What you are asked to do – Check each line of the data below for the string "DerefMut". Then give the number of lines that have it, without anything else.

** Task inputs follows **

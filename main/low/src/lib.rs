#![deny(rustdoc::broken_intra_doc_links)]

//! This crate contains the low-level part of a foreign virtual-interface adapter for the REAPER
//! C++ plug-in API.
//!
//! Some parts of the REAPER API are not plain C functions but C++ virtual base classes:
//! control surfaces, PCM sources and sinks, project state contexts, pitch shifters, resamplers and
//! MIDI devices. Rust can neither call virtual functions nor implement them. This crate closes the
//! gap in both directions, without any C++ compiler involved.
//!
//! It is not recommended to use this API directly because it just exposes the raw C++ types and
//! virtual functions one to one in Rust. If you want idiomatic Rust, type safety and convenience,
//! please use the [medium-level] API instead.
//!
//! # Example
//!
//! ```no_run
//! use reaper_abi_low::{
//!     create_cpp_to_rust_pcm_sink, create_rust_pcm_sink_registry, delete_cpp_pcm_sink, raw,
//!     PCM_sink, RegistryMode,
//! };
//! use std::os::raw::{c_char, c_int};
//! use std::ptr::{null, NonNull};
//!
//! struct MySink;
//! impl PCM_sink for MySink {
//!     fn GetOutputInfoString(&mut self, _buf: *mut c_char, _buflen: c_int) {}
//!     fn GetStartTime(&mut self) -> f64 { 0.0 }
//!     fn SetStartTime(&mut self, _st: f64) {}
//!     fn GetFileName(&mut self) -> *const c_char { null() }
//!     fn GetNumChannels(&mut self) -> c_int { 2 }
//!     fn GetLength(&mut self) -> f64 { 0.0 }
//!     fn GetFileSize(&mut self) -> raw::INT64 { 0 }
//!     fn WriteMIDI(&mut self, _events: *mut raw::MIDI_eventlist, _len: c_int, _samplerate: f64) {}
//!     fn WriteDoubles(
//!         &mut self,
//!         _samples: *mut *mut f64,
//!         _len: c_int,
//!         _nch: c_int,
//!         _offset: c_int,
//!         _spacing: c_int,
//!     ) {
//!     }
//! }
//!
//! let registry = create_rust_pcm_sink_registry(RegistryMode::MultiInstance);
//! let rust_sink: Box<dyn PCM_sink> = Box::new(MySink);
//! unsafe {
//!     let cpp_sink = create_cpp_to_rust_pcm_sink(&registry, NonNull::from(&rust_sink)).unwrap();
//!     // Pass `cpp_sink` to REAPER here.
//!     delete_cpp_pcm_sink(&registry, cpp_sink);
//! }
//! ```
//!
//! # Design
//!
//! ## Goal
//!
//! Everything that's possible with these C++ classes in C++ should also be possible in Rust.
//! Improvements regarding safety, convenience or style are not in the scope of this crate. It
//! should serve as a base for more idiomatic APIs built on top of it.
//!
//! ## Vtables in Rust
//!
//! Each C++ class is described by a raw struct (vptr plus data members) and a raw vtable struct
//! (function pointers in declaration order), see [`raw`]. The vtable is built at compile time in
//! Rust, including the ABI-specific prefix and the ABI-specific destructor slots, see
//! [`CppVtable`] and [`VirtualDestructor`].
//!
//! - Rust calling a C++ virtual function provided by REAPER:
//!     - A `rust_to_cpp_*` function reads the vptr of the object and calls the slot. The raw struct
//!       gets an inherent method which calls that function (Rust function → C++ virtual function).
//!     - Example: `raw::PCM_sink::GetLength()` → `rust_to_cpp_PCM_sink_GetLength()`
//!
//! - REAPER calling a C++ virtual function provided by Rust:
//!     - REAPER gets a [`HostObject`] whose vtable forwards each call to a table of
//!       `cpp_to_rust_*` functions, which in turn call a method of a trait object (REAPER → vtable
//!       thunk → Rust function → trait method).
//!     - Host objects are created and destroyed by a [`LifecycleRegistry`]. Once unregistered,
//!       an object doesn't reach the Rust implementation anymore.
//!
//! The only exception is `ProjectStateContext::AddLine()`, which is a C-variadic function. Its
//! vtable slot is filled by a tiny C function compiled by the build script.
//!
//! [medium-level]: https://docs.rs/reaper-abi-medium
pub mod raw;

mod vtable;
pub use vtable::*;

pub mod descriptor;

mod host_object;
pub use host_object::*;

mod registry;
pub use registry::*;

mod util;
pub use util::*;

mod control_surface;
pub use control_surface::*;

mod pcm_source;
pub use pcm_source::*;

mod pcm_sink;
pub use pcm_sink::*;

mod project_state_context;
pub use project_state_context::*;

mod pitch_shift;
pub use pitch_shift::*;

mod resample;
pub use resample::*;

mod midi;
pub use midi::*;
use crate::{ExtendedArgs, Hz, ReaperPitchShift};
use reaper_abi_low::raw;
use ref_cast::RefCast;
use std::convert::TryFrom;
use std::ops::{Deref, DerefMut};
use std::os::raw::c_int;
use std::ptr::NonNull;

// Case 3: Internals exposed: no | vtable: yes
// ===========================================

/// Owned REAPER pitch shift instance.
///
/// This one automatically destroys the associated C++ `IReaperPitchShift` when dropped.
#[derive(Eq, PartialEq, Hash, Debug)]
#[repr(transparent)]
pub struct OwnedReaperPitchShift(ReaperPitchShift);

unsafe impl Send for OwnedReaperPitchShift {}

/// Borrowed (reference-only) REAPER pitch shift instance.
#[derive(Eq, PartialEq, Hash, Debug, RefCast)]
#[repr(transparent)]
pub struct BorrowedReaperPitchShift(raw::IReaperPitchShift);

impl OwnedReaperPitchShift {
    /// Takes ownership of the given pitch shift instance.
    ///
    /// # Safety
    ///
    /// You must guarantee that the given instance is currently owner-less, otherwise double-free or
    /// use-after-free can occur.
    pub unsafe fn from_raw(raw: ReaperPitchShift) -> Self {
        Self(raw)
    }
}

impl Drop for OwnedReaperPitchShift {
    fn drop(&mut self) {
        unsafe {
            reaper_abi_low::delete_cpp_pitch_shift(self.0);
        }
    }
}

impl AsRef<BorrowedReaperPitchShift> for OwnedReaperPitchShift {
    fn as_ref(&self) -> &BorrowedReaperPitchShift {
        BorrowedReaperPitchShift::from_raw(unsafe { self.0.as_ref() })
    }
}

impl AsMut<BorrowedReaperPitchShift> for OwnedReaperPitchShift {
    fn as_mut(&mut self) -> &mut BorrowedReaperPitchShift {
        BorrowedReaperPitchShift::from_raw_mut(unsafe { self.0.as_mut() })
    }
}

impl Deref for OwnedReaperPitchShift {
    type Target = BorrowedReaperPitchShift;

    fn deref(&self) -> &Self::Target {
        self.as_ref()
    }
}

impl DerefMut for OwnedReaperPitchShift {
    fn deref_mut(&mut self) -> &mut Self::Target {
        self.as_mut()
    }
}

impl BorrowedReaperPitchShift {
    /// Creates a medium-level representation from the given low-level reference.
    pub fn from_raw(raw: &raw::IReaperPitchShift) -> &Self {
        Self::ref_cast(raw)
    }

    /// Creates a mutable medium-level representation from the given low-level reference.
    pub fn from_raw_mut(raw: &mut raw::IReaperPitchShift) -> &mut Self {
        Self::ref_cast_mut(raw)
    }

    /// Returns the pointer to this pitch shift instance.
    pub fn as_ptr(&self) -> ReaperPitchShift {
        NonNull::from(&self.0)
    }

    pub fn set_sample_rate(&mut self, sample_rate: Hz) {
        self.0.set_srate(sample_rate.get());
    }

    /// Sets the number of interleaved channels of the input and output buffers.
    pub fn set_channel_count(&mut self, channel_count: u32) {
        self.0.set_nch(channel_count as c_int);
    }

    /// Sets the pitch shift factor (1.0 means no shift).
    pub fn set_shift(&mut self, shift: f64) {
        self.0.set_shift(shift);
    }

    pub fn set_formant_shift(&mut self, shift: f64) {
        self.0.set_formant_shift(shift);
    }

    /// Sets the time stretch factor (1.0 means original tempo).
    pub fn set_tempo(&mut self, tempo: f64) {
        self.0.set_tempo(tempo);
    }

    pub fn reset(&mut self) {
        self.0.Reset();
    }

    /// Returns the input buffer for the given number of frames.
    ///
    /// The buffer is interleaved. Call [`buffer_done()`](#method.buffer_done) after filling it.
    /// Returns `None` if the instance doesn't provide any buffer or if `frame_count` is too large.
    ///
    /// # Safety
    ///
    /// `channel_count` must be the value most recently passed to
    /// [`set_channel_count()`](#method.set_channel_count). REAPER sizes the buffer according to
    /// that value, so a larger one results in a slice reaching beyond the buffer.
    pub unsafe fn get_buffer(
        &mut self,
        frame_count: u32,
        channel_count: u32,
    ) -> Option<&mut [f64]> {
        let raw_frame_count = c_int::try_from(frame_count).ok()?;
        let len = (frame_count as usize).checked_mul(channel_count as usize)?;
        let ptr = NonNull::new(self.0.GetBuffer(raw_frame_count))?;
        Some(std::slice::from_raw_parts_mut(ptr.as_ptr(), len))
    }

    /// Tells the instance how many frames have been written into the input buffer.
    pub fn buffer_done(&mut self, input_frame_count: u32) {
        let input_frame_count = c_int::try_from(input_frame_count).unwrap_or(c_int::MAX);
        self.0.BufferDone(input_frame_count);
    }

    /// Makes all remaining input available as output.
    pub fn flush_samples(&mut self) {
        self.0.FlushSamples();
    }

    pub fn is_reset(&self) -> bool {
        self.0.IsReset()
    }

    /// Writes processed frames into the given interleaved buffer.
    ///
    /// Returns the number of frames written.
    ///
    /// # Safety
    ///
    /// `channel_count` must be the value most recently passed to
    /// [`set_channel_count()`](#method.set_channel_count). REAPER writes frames of that width, so a
    /// smaller one lets it write beyond the end of `output`.
    pub unsafe fn get_samples(&mut self, output: &mut [f64], channel_count: u32) -> u32 {
        if channel_count == 0 {
            return 0;
        }
        let requested = output.len() / channel_count as usize;
        let requested = c_int::try_from(requested).unwrap_or(c_int::MAX);
        let written = self.0.GetSamples(requested, output.as_mut_ptr());
        written.max(0) as u32
    }

    pub fn set_quality_parameter(&mut self, parameter: i32) {
        self.0.SetQualityParameter(parameter);
    }

    /// # Safety
    ///
    /// REAPER can crash if you pass parameters that don't fit the call code.
    pub unsafe fn extended(&mut self, args: ExtendedArgs) -> i32 {
        self.0
            .Extended(args.call, args.parm_1, args.parm_2, args.parm_3)
    }
}

impl AsRef<raw::IReaperPitchShift> for BorrowedReaperPitchShift {
    fn as_ref(&self) -> &raw::IReaperPitchShift {
        &self.0
    }
}

impl AsMut<raw::IReaperPitchShift> for BorrowedReaperPitchShift {
    fn as_mut(&mut self) -> &mut raw::IReaperPitchShift {
        &mut self.0
    }
}

#[cfg(test)]
mod tests {
    use super::*;
    use reaper_abi_low::raw::{IReaperPitchShift, IReaperPitchShift_vtable, ReaSample};
    use reaper_abi_low::VirtualDestructor;
    use std::os::raw::c_void;
    use std::sync::atomic::{AtomicBool, Ordering};

    /// Stands in for an instance returned by `ReaperGetPitchShiftAPI()`. Passes input through.
    #[repr(C)]
    struct PassThrough {
        base: IReaperPitchShift,
        nch: c_int,
        shift: f64,
        input: [ReaSample; 16],
        filled: usize,
        deleted: &'static AtomicBool,
    }

    unsafe fn this<'a>(ptr: *mut IReaperPitchShift) -> &'a mut PassThrough {
        &mut *(ptr as *mut PassThrough)
    }

    unsafe extern "C" fn complete(_: *mut IReaperPitchShift) {}
    unsafe extern "C" fn deleting(ptr: *mut IReaperPitchShift) {
        let instance = Box::from_raw(ptr as *mut PassThrough);
        instance.deleted.store(true, Ordering::SeqCst);
    }
    #[allow(dead_code)]
    unsafe extern "C" fn scalar_deleting(
        ptr: *mut IReaperPitchShift,
        flags: std::os::raw::c_uint,
    ) -> *mut c_void {
        if flags & 1 != 0 {
            deleting(ptr);
        }
        ptr as _
    }
    unsafe extern "C" fn set_srate(_: *mut IReaperPitchShift, _: f64) {}
    unsafe extern "C" fn set_nch(ptr: *mut IReaperPitchShift, nch: c_int) {
        this(ptr).nch = nch;
    }
    unsafe extern "C" fn set_shift(ptr: *mut IReaperPitchShift, shift: f64) {
        this(ptr).shift = shift;
    }
    unsafe extern "C" fn set_f64(_: *mut IReaperPitchShift, _: f64) {}
    unsafe extern "C" fn reset(ptr: *mut IReaperPitchShift) {
        this(ptr).filled = 0;
    }
    unsafe extern "C" fn get_buffer(ptr: *mut IReaperPitchShift, _: c_int) -> *mut ReaSample {
        this(ptr).input.as_mut_ptr()
    }
    unsafe extern "C" fn buffer_done(ptr: *mut IReaperPitchShift, input_filled: c_int) {
        let this = this(ptr);
        this.filled = input_filled as usize * this.nch as usize;
    }
    unsafe extern "C" fn flush_samples(_: *mut IReaperPitchShift) {}
    unsafe extern "C" fn is_reset(ptr: *mut IReaperPitchShift) -> bool {
        this(ptr).filled == 0
    }
    unsafe extern "C" fn get_samples(
        ptr: *mut IReaperPitchShift,
        requested_output: c_int,
        buffer: *mut ReaSample,
    ) -> c_int {
        let this = this(ptr);
        let frames = (this.filled / this.nch as usize).min(requested_output as usize);
        let samples = frames * this.nch as usize;
        std::ptr::copy_nonoverlapping(this.input.as_ptr(), buffer, samples);
        this.filled = 0;
        frames as c_int
    }
    unsafe extern "C" fn set_quality_parameter(_: *mut IReaperPitchShift, _: c_int) {}
    unsafe extern "C" fn extended(
        _: *mut IReaperPitchShift,
        _: c_int,
        _: *mut c_void,
        _: *mut c_void,
        _: *mut c_void,
    ) -> c_int {
        0
    }

    static VTABLE: IReaperPitchShift_vtable = IReaperPitchShift_vtable {
        destructor: VirtualDestructor {
            #[cfg(not(target_env = "msvc"))]
            complete,
            #[cfg(not(target_env = "msvc"))]
            deleting,
            #[cfg(target_env = "msvc")]
            scalar_deleting,
        },
        set_srate,
        set_nch,
        set_shift,
        set_formant_shift: set_f64,
        set_tempo: set_f64,
        Reset: reset,
        GetBuffer: get_buffer,
        BufferDone: buffer_done,
        FlushSamples: flush_samples,
        IsReset: is_reset,
        GetSamples: get_samples,
        SetQualityParameter: set_quality_parameter,
        Extended: extended,
    };

    fn create_pass_through(deleted: &'static AtomicBool) -> OwnedReaperPitchShift {
        let instance = Box::new(PassThrough {
            base: IReaperPitchShift { vtable: &VTABLE },
            nch: 1,
            shift: 1.0,
            input: [0.0; 16],
            filled: 0,
            deleted,
        });
        let ptr = NonNull::from(Box::leak(instance)).cast::<IReaperPitchShift>();
        unsafe { OwnedReaperPitchShift::from_raw(ptr) }
    }

    #[test]
    fn process_block() {
        // Given
        static DELETED: AtomicBool = AtomicBool::new(false);
        let mut pitch_shift = create_pass_through(&DELETED);
        pitch_shift.set_sample_rate(Hz::new(44100.0));
        pitch_shift.set_channel_count(2);
        pitch_shift.set_shift(1.5);
        // When
        let buffer = unsafe { pitch_shift.get_buffer(3, 2) }.unwrap();
        buffer.copy_from_slice(&[0.1, -0.1, 0.2, -0.2, 0.3, -0.3]);
        pitch_shift.buffer_done(3);
        let mut output = [0.0; 4];
        let written = unsafe { pitch_shift.get_samples(&mut output, 2) };
        // Then
        assert_eq!(written, 2);
        assert_eq!(output, [0.1, -0.1, 0.2, -0.2]);
        assert!(pitch_shift.is_reset());
        assert_eq!(unsafe { pitch_shift.get_samples(&mut output, 0) }, 0);
    }

    #[test]
    fn oversized_frame_count_yields_no_buffer() {
        static DELETED: AtomicBool = AtomicBool::new(false);
        let mut pitch_shift = create_pass_through(&DELETED);
        pitch_shift.set_channel_count(1);
        assert!(unsafe { pitch_shift.get_buffer(u32::MAX, 1) }.is_none());
        assert!(unsafe { pitch_shift.get_buffer(4, 1) }.is_some());
    }

    #[test]
    fn dropping_deletes_instance() {
        static DELETED: AtomicBool = AtomicBool::new(false);
        let pitch_shift = create_pass_through(&DELETED);
        assert!(!DELETED.load(Ordering::SeqCst));
        drop(pitch_shift);
        assert!(DELETED.load(Ordering::SeqCst));
    }
}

** End of Task inputs **

Solution for this task – 2